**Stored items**

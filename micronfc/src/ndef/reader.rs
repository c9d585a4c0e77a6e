// micronfc/src/ndef/reader.rs

use log::{debug, warn};

use crate::device::{Board, Opened};
use crate::ndef::record::NdefRecord;
use crate::ndef::text;
use crate::types::{RecordType, TextEncoding};
use crate::{Error, Result};

// Record indices are u16 on the wire
const RECORD_INDEX_SPACE: u32 = 0x1_0000;

/// Read the current NDEF message and resolve every record, smart poster
/// children included. Records of unknown type are skipped.
pub fn read_message(board: &mut Board<Opened>) -> Result<Vec<NdefRecord>> {
    let count = board.message_info()?;
    debug!("message holds {} top-level records", count);
    resolve_records(board, 0, count)
}

/// Resolve `count` records starting at index `start`, in index order.
pub fn resolve_records(board: &mut Board<Opened>, start: u16, count: u16) -> Result<Vec<NdefRecord>> {
    resolve_at_depth(board, start, count, 0)
}

fn resolve_at_depth(
    board: &mut Board<Opened>,
    start: u16,
    count: u16,
    depth: usize,
) -> Result<Vec<NdefRecord>> {
    if u32::from(start) + u32::from(count) > RECORD_INDEX_SPACE {
        return Err(Error::InvalidRecordRange { start, count });
    }

    // count comes from the board; grow as records resolve
    let mut records = Vec::new();
    for offset in 0..count {
        // start + offset < 0x10000 after the range check
        if let Some(record) = resolve_record(board, start + offset, depth)? {
            records.push(record);
        }
    }
    Ok(records)
}

fn resolve_record(board: &mut Board<Opened>, record: u16, depth: usize) -> Result<Option<NdefRecord>> {
    let descriptor = board.record_info(record)?;
    debug!("record {}: {:?} {:?}", record, descriptor.record_type, descriptor.fields);

    let resolved = match descriptor.record_type {
        RecordType::Unknown => {
            warn!("skipping record {} of unknown type", record);
            return Ok(None);
        }
        RecordType::Uri => {
            let len = descriptor.field(0)?;
            let uri = text::decode_utf8(&fetch_item(board, record, 0, len)?)?;
            NdefRecord::Uri { uri }
        }
        RecordType::Text => {
            let encoding = TextEncoding::try_from(descriptor.field(0)?)?;
            let language_len = descriptor.field(1)?;
            let text_len = descriptor.field(2)?;
            let language_code = text::decode_utf8(&fetch_item(board, record, 0, language_len)?)?;
            let text = text::decode(&fetch_item(board, record, 1, text_len)?, encoding)?;
            NdefRecord::Text {
                text,
                language_code,
            }
        }
        RecordType::SmartPoster => {
            let child_start = descriptor.field(0)?;
            let child_count = descriptor.field(1)?;
            let limit = board.config().max_record_depth;
            if depth + 1 > limit {
                return Err(Error::RecursionLimitExceeded { limit });
            }
            let children = resolve_at_depth(board, child_start, child_count, depth + 1)?;
            NdefRecord::SmartPoster { children }
        }
        RecordType::Mime => {
            let type_len = descriptor.field(0)?;
            let data_len = descriptor.field(1)?;
            let mime_type = text::decode_utf8(&fetch_item(board, record, 0, type_len)?)?;
            let data = fetch_item(board, record, 1, data_len)?;
            NdefRecord::Mime { mime_type, data }
        }
    };

    Ok(Some(resolved))
}

/// Read one item of a record in slices of at most `chunk_size` bytes at
/// increasing offsets. A zero-length item issues no request.
pub fn fetch_item(board: &mut Board<Opened>, record: u16, item: u8, total_len: u16) -> Result<Vec<u8>> {
    let chunk_size = board.config().chunk_size;
    let mut data = Vec::with_capacity(total_len as usize);
    let mut offset: u16 = 0;

    while offset < total_len {
        let length = chunk_size.min(total_len - offset);
        let chunk = board.record_data(record, item, offset, length)?;
        data.extend_from_slice(&chunk);
        offset += length;
    }
    Ok(data)
}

**Problem statement**
Write out only the lines from the very start of the entries above to the line that includes "use crate::ndef::text;", both ends included, each one unchanged.

**Response below**
filename micronfc/src/ndef/reader.rs
repository c9d585a4c0e77a6e
// micronfc/src/ndef/reader.rs

use log::{debug, warn};

use crate::device::{Board, Opened};
use crate::ndef::record::NdefRecord;
use crate::ndef::text;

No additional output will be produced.